Wednesday, October 8, 2008

my FET WTF appointment

Ugh. Where to begin? I'll start by saying that I love my RE (still!) and am so happy she is my doctor. I thought she was going to cry when she said she has no idea why IVF/FET didn't work. She did say that she was less surprised about my FET, which I felt the same way.

Anyway, she wants me to do another IVF. She knows we're OOP...but still wants me too. I work for the same university that RE does. She urged me to write letters to HR. She said she and her partners are really pushing the University to include IF coverage for employees, and feels that it is coming...but she isn't sure how soon. As she said, even if I could get a discounted rate, it is better than nothing.

Also, she is nominating me for the Family Fund. I didn't even know they had that. A (rich) couple who were patients of the clinic started this fund several years ago. They hold fund-raising events and give the money to RE to give to eligible couples who don't have any children, specifically for IVF. She wasn't sure of the criteria (we may make to much $$), but will have the office manager call me to go over eligibility criteria. She said it might be $1k or it might be $10k, all depends on how much is in the fund, and how many people are currently trying to get the money. She also says she will stock pile meds for me until I start IVF #2. We went over what meds I currently have, 1 vial Lupron and 600 IUs Follistim. She said she could easily come up with the rest.

She is going to bring my case up at the RE conference meeting next Tues. They typically hold this time for currently cycling IVF patients, so that was really nice of her. She'll call me if they come up with other suggestions for protocol changes,etc. However, based on the way I responded, she doesn't see the need to change protocol. I responded beautifully, had fabulous embryos that made it to 5dt. We don't need to do ICSI, but she will do AH. She will also make sure she does my transfer, and will transfer 3 if there are 3 that look good.

I asked about a lap. She isn't *for* it, but will do it if I want. She said anything they may find with the lap would be bypassed by IVF anyway. I'm up in the air. If insurance covers it, I will go for it (I think). If they don't, I won't. The way I see it, it can't hurt anything. Anyone have thoughts on that?

So now I have to have the conversation with Dan. I wish I could think of a better conversation starter than "she wants us to do another IVF." He's immediately going to go on the defensive about $$, and rightly so. Please GOD let us be eligible for this Family Fund. I told her that if I qualify, and get pregnant, that we will gladly join the cause. I would love nothing more than to give back...if only we can get on the other side of the fence.

Wednesday, September 24, 2008

It's official

The nurse called to say "I'm sorry to tell you but you aren't pregnant." Thank goodness I POAS the other day. If I hadn't, I would swear I am pregnant, just b/c of these damn PIO symptoms. What a slap in the face that call would have been. I can stop all meds now thank God.

I have a call in to schedule my WTF is next appt. I'm going to ask Dr.
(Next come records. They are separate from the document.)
use crate::ConceptId;
use bbox::TLBR;

/// An image-level annotation, i.e. a concept verified with a confidence.
#[derive(Debug, Clone, PartialEq)]
pub struct ImageDetection {
    pub concept: ConceptId,
    pub confidence: f64,
}

/// A bounding box annotation in normalized coordinates.
#[derive(Debug, Clone, PartialEq)]
pub struct BoxDetection {
    pub concept: ConceptId,
    pub rect: TLBR<f64>,
    /// Set if the box shows a drawing, statue or photo of the concept.
    pub is_depiction: bool,
}
//! Normalized bounding box types and the center crop geometry.

mod common;

pub use crop::*;
pub mod crop;

pub use transform::*;
mod transform;

pub use rect::*;
pub mod rect;

pub use tlbr::*;
pub mod tlbr;

pub use hw::*;
pub mod hw;

pub mod prelude {
    pub use crate::rect::{Rect, RectNum};
}
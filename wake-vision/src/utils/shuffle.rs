use crate::common::*;

/// Random order emission from a bounded reservoir.
///
/// The buffer is filled up to its capacity before an element is emitted.
/// An error skips the buffer and is forwarded as soon as it arrives, after
/// which the stream ends and the buffered elements are dropped.
pub struct ShuffleBuffer<S, T> {
    stream: Option<S>,
    buffer: Vec<T>,
    capacity: usize,
    rng: StdRng,
}

impl<S, T> ShuffleBuffer<S, T> {
    pub fn new(stream: S, capacity: usize, rng: StdRng) -> Self {
        let capacity = capacity.max(1);
        Self {
            stream: Some(stream),
            buffer: Vec::with_capacity(capacity),
            capacity,
            rng,
        }
    }
}

impl<S, T> Stream for ShuffleBuffer<S, T>
where
    S: Stream<Item = Result<T>> + Unpin,
    T: Unpin,
{
    type Item = Result<T>;

    fn poll_next(self: Pin<&mut Self>, cx: &mut Context<'_>) -> Poll<Option<Self::Item>> {
        let this = self.get_mut();

        while this.buffer.len() < this.capacity {
            let stream = match this.stream.as_mut() {
                Some(stream) => stream,
                None => break,
            };

            match stream.poll_next_unpin(cx) {
                Poll::Ready(Some(Ok(item))) => this.buffer.push(item),
                Poll::Ready(Some(Err(err))) => {
                    this.stream = None;
                    this.buffer = vec![];
                    return Poll::Ready(Some(Err(err)));
                }
                Poll::Ready(None) => this.stream = None,
                Poll::Pending => return Poll::Pending,
            }
        }

        if this.buffer.is_empty() {
            return Poll::Ready(None);
        }
        let index = this.rng.gen_range(0..this.buffer.len());
        Poll::Ready(Some(Ok(this.buffer.swap_remove(index))))
    }
}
K about doing a lap, and also about the Y.ale test. Plus there is one other that can be done if it turns out I might have endo. Nothing points to that, but I do have some of the lesser symptoms, fatigue, pain with sex sometimes and obviously infertility. Do I want them to drill a hold in my body? No of course not, but if it gives us some answers, even if it is only to rule out something I will do it. Dr. K has mentioned a lap in the past, but also said she saw no reason for me to do it, unless I wanted the peace of mind. I guess I'm ready for the peace of mind now.

I'm running out of options here. I really want that Y.ale test. If I don't have the sticky stuff I need, and can't start producing it there is no need to do another IVF. Even with perfect embies it just wouldn't work.